Psychophysics Flashcards
What is perception?
A psychological process: the act of organizing and interpreting sensory experience.
What is sensory adaptation?
Process by which our sensitivity diminishes when an object constantly stimulates our senses.
What is transduction?
The conversion of physical info into neural info.
What is psychophysics?
The study of how people psychologically perceive physical stimuli (e.g. light, sound waves, touch).
What is absolute threshold?
The lowest intensity level of a stimulus a person can detect half of the time.
What is signal detection theory?
Viewpoint that both stimulus intensity and decision-making processes are involved in the detection of a stimulus.
What is difference threshold?
Smallest amount of change between two stimuli that a person can detect half of the time.
What is Weber’s law?
The finding that the size of a just noticeable difference is a constant fraction of the intensity of the stimulus.

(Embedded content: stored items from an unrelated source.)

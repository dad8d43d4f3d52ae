//! `envoy.api.v2` schema.
//!
//! envoy-types only ships the v3 API, so the handful of v2 messages the
//! client needs are declared in [`proto`].

use bytes::Bytes;
use envoy_types::pb::google::protobuf::{Struct, value::Kind};
use prost::Message;

use crate::codec::{HTTP_CONNECTION_MANAGER, XdsCodec, metadata_struct};
use crate::error::Result;
use crate::message::{DiscoveryRequest, DiscoveryResponse, ResourceAny};
use crate::resource::{ClusterResource, ListenerResource, Resource};

pub mod proto;

use proto::cluster::{ClusterDiscoveryType, DiscoveryType};
use proto::filter::ConfigType;
use proto::http_connection_manager::RouteSpecifier;
use proto::{
    Cluster, ClusterLoadAssignment, HttpConnectionManager, Listener, RouteConfiguration, Secret,
};

/// Filter name used by v2 control planes before the `envoy.filters.*` rename.
const LEGACY_HTTP_CONNECTION_MANAGER: &str = "envoy.http_connection_manager";

const HTTP_CONNECTION_MANAGER_TYPE_URL: &str = "type.googleapis.com/envoy.config.filter.network.http_connection_manager.v2.HttpConnectionManager";

/// A codec for the `envoy.api.v2` ADS schema.
#[derive(Debug, Clone, Copy, Default)]
pub struct V2Codec;

impl XdsCodec for V2Codec {
    type Cluster = Cluster;
    type Endpoint = ClusterLoadAssignment;
    type Listener = Listener;
    type Route = RouteConfiguration;
    type Secret = Secret;

    const ADS_PATH: &'static str =
        "/envoy.service.discovery.v2.AggregatedDiscoveryService/StreamAggregatedResources";

    const RUNTIME_TYPE_URL: &'static str =
        "type.googleapis.com/envoy.service.discovery.v2.Runtime";

    fn encode_request(&self, request: &DiscoveryRequest<'_>) -> Result<Bytes> {
        let proto_request = proto::DiscoveryRequest {
            version_info: request.version_info.to_owned(),
            node: Some(proto::Node {
                id: request.node.id.clone(),
                metadata: Some(metadata_struct(&request.node.metadata)),
                ..Default::default()
            }),
            resource_names: request.resource_names.to_vec(),
            type_url: request.type_url.to_owned(),
            response_nonce: request.response_nonce.to_owned(),
        };

        Ok(proto_request.encode_to_vec().into())
    }

    fn decode_response(&self, bytes: Bytes) -> Result<DiscoveryResponse> {
        let proto_response = proto::DiscoveryResponse::decode(bytes)?;

        Ok(DiscoveryResponse {
            version_info: proto_response.version_info,
            resources: proto_response
                .resources
                .into_iter()
                .map(|any| ResourceAny {
                    type_url: any.type_url,
                    value: any.value.into(),
                })
                .collect(),
            type_url: proto_response.type_url,
            nonce: proto_response.nonce,
        })
    }
}

impl Resource for Cluster {
    const TYPE_URL: &'static str = "type.googleapis.com/envoy.api.v2.Cluster";

    fn decode(bytes: Bytes) -> Result<Self> {
        Ok(<Self as Message>::decode(bytes)?)
    }

    fn name(&self) -> &str {
        &self.name
    }
}

impl ClusterResource for Cluster {
    fn endpoint_name(&self) -> Option<&str> {
        match self.cluster_discovery_type {
            Some(ClusterDiscoveryType::Type(t)) if t == DiscoveryType::Eds as i32 => {}
            _ => return None,
        }

        let service_name = self
            .eds_cluster_config
            .as_ref()
            .map(|eds| eds.service_name.as_str())
            .filter(|name| !name.is_empty());
        Some(service_name.unwrap_or(&self.name))
    }
}

impl Resource for ClusterLoadAssignment {
    const TYPE_URL: &'static str = "type.googleapis.com/envoy.api.v2.ClusterLoadAssignment";

    fn decode(bytes: Bytes) -> Result<Self> {
        Ok(<Self as Message>::decode(bytes)?)
    }

    fn name(&self) -> &str {
        &self.cluster_name
    }
}

impl Resource for Listener {
    const TYPE_URL: &'static str = "type.googleapis.com/envoy.api.v2.Listener";

    fn decode(bytes: Bytes) -> Result<Self> {
        Ok(<Self as Message>::decode(bytes)?)
    }

    fn name(&self) -> &str {
        &self.name
    }
}

impl ListenerResource for Listener {
    fn route_config_names(&self) -> Vec<String> {
        self.filter_chains
            .iter()
            .flat_map(|chain| &chain.filters)
            .filter(|filter| {
                filter.name == HTTP_CONNECTION_MANAGER
                    || filter.name == LEGACY_HTTP_CONNECTION_MANAGER
            })
            .filter_map(|filter| match &filter.config_type {
                Some(ConfigType::TypedConfig(any))
                    if any.type_url == HTTP_CONNECTION_MANAGER_TYPE_URL =>
                {
                    HttpConnectionManager::decode(any.value.as_slice())
                        .ok()
                        .and_then(|hcm| match hcm.route_specifier {
                            Some(RouteSpecifier::Rds(rds)) => Some(rds.route_config_name),
                            _ => None,
                        })
                }
                Some(ConfigType::Config(config)) => untyped_rds_name(config),
                _ => None,
            })
            .collect()
    }
}

/// Reads `rds.route_config_name` out of a deprecated untyped filter config.
fn untyped_rds_name(config: &Struct) -> Option<String> {
    let Some(Kind::StructValue(rds)) = config.fields.get("rds")?.kind.as_ref() else {
        return None;
    };
    let name = rds
        .fields
        .get("route_config_name")
        .or_else(|| rds.fields.get("routeConfigName"))?;
    match &name.kind {
        Some(Kind::StringValue(name)) => Some(name.clone()),
        _ => None,
    }
}

impl Resource for RouteConfiguration {
    const TYPE_URL: &'static str = "type.googleapis.com/envoy.api.v2.RouteConfiguration";

    fn decode(bytes: Bytes) -> Result<Self> {
        Ok(<Self as Message>::decode(bytes)?)
    }

    fn name(&self) -> &str {
        &self.name
    }
}

impl Resource for Secret {
    const TYPE_URL: &'static str = "type.googleapis.com/envoy.api.v2.auth.Secret";

    fn decode(bytes: Bytes) -> Result<Self> {
        Ok(<Self as Message>::decode(bytes)?)
    }

    fn name(&self) -> &str {
        &self.name
    }
}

What is bottom-up processing?
Assembling a perceptual experience from its basic elements.
What is top-down processing?
Perception of the whole based on our experience and expectations, which guide our perception of smaller elemental features of a stimulus.
What is perceptual set?
Effect of frame of mind on perception.
What is a cornea?
Clear hard covering that protects the lens of the eye.
What is a lens?
Structure behind the pupil; bends light rays that enter eye to focus images on retina.
What is a pupil?
Opening in the iris through which light enters eye.
What is an iris?
Muscle that forms coloured part of eye; adjusts pupil to regulate amount of light that enters eye.
What is a retina?
Thin layer of nerve tissue that lines back of eye.
What are photoreceptors?
Cells in retina (called rods and cones) that convert light energy into nerve energy; they are transducers.
What are ganglion cells?
Retinal cell that carries visual info from the eye to the brain; their axons make up optic nerve.
What are bipolar cells?
Retinal cell that links photoreceptors with ganglion cells.
What are horizontal cells?
Retinal cells responsible for modulating activity at photoreceptor-bipolar cell synapse.
What are amacrine cells?
Retinal cells responsible for modulating activity at bipolar-ganglion cell synapse.
What are rods?
Photoreceptors that function in low illumination and play key role in night vision.
What are cones?
Photoreceptors responsible for colour vision; most functional in bright light.
What is a fovea?
Spot on back of retina that contains highest concentration of cones; place of clearest vision.
What is rhodopsin?
Light-sensitive protein responsible for transduction in rods
What are photopsins?
Light-sensitive proteins responsible for transduction in cones.
What is the optic chiasm?
Point at which strands of optic nerve from half of each eye cross over to opposite side of brain.
What are Gestalt’s Laws of Grouping?
Similarity; continuity; proximity; closure.
What is the tympanic membrane?
The eardrum.
What makes up the middle ear, and what do they do?
Hammer, anvil, and stirrup. Amplify waves 20 times compared to when they entered ear.
What makes up the inner ear, and what do they do?
Semicircular canals - maintain balance.
Cochlea - bony tube; site of transduction in auditory system. Contains basilar membrane, which contains hair cells - transduce sound vibrations into neural impulses.
What is the range of human hearing?
20-20,000 Hz
What are bodily senses?
Senses based in skin, body, membrane surfaces.
What are mechanoreceptors?
Receptor cells in skin; sensitive to different tactile qualities such as shapes, vibrations, etc.
What are olfactory sensory neurons?
Sensory receptors for smell; reside high up inside nose.
What is the purpose of cilia in the nose?
Convert chemical info in odour molecules into neural impulses.
What is the olfactory bulb?
Forebrain structure that sends info either directly to smell-processing areas in cortex or indirectly to cortex by way of the thalamus.
Where are the olfactory cortexes located?
Primary in the temporal lobe; secondary in the frontal lobe.
What are taste buds?
Structures inside papillae that contain taste receptor cells (sensory receptors).
What are papillae?
Textured structures on surface of tongue that contain taste buds.
What is sensation?
A physical process: the stimulation of our sense organs by features of the outer world.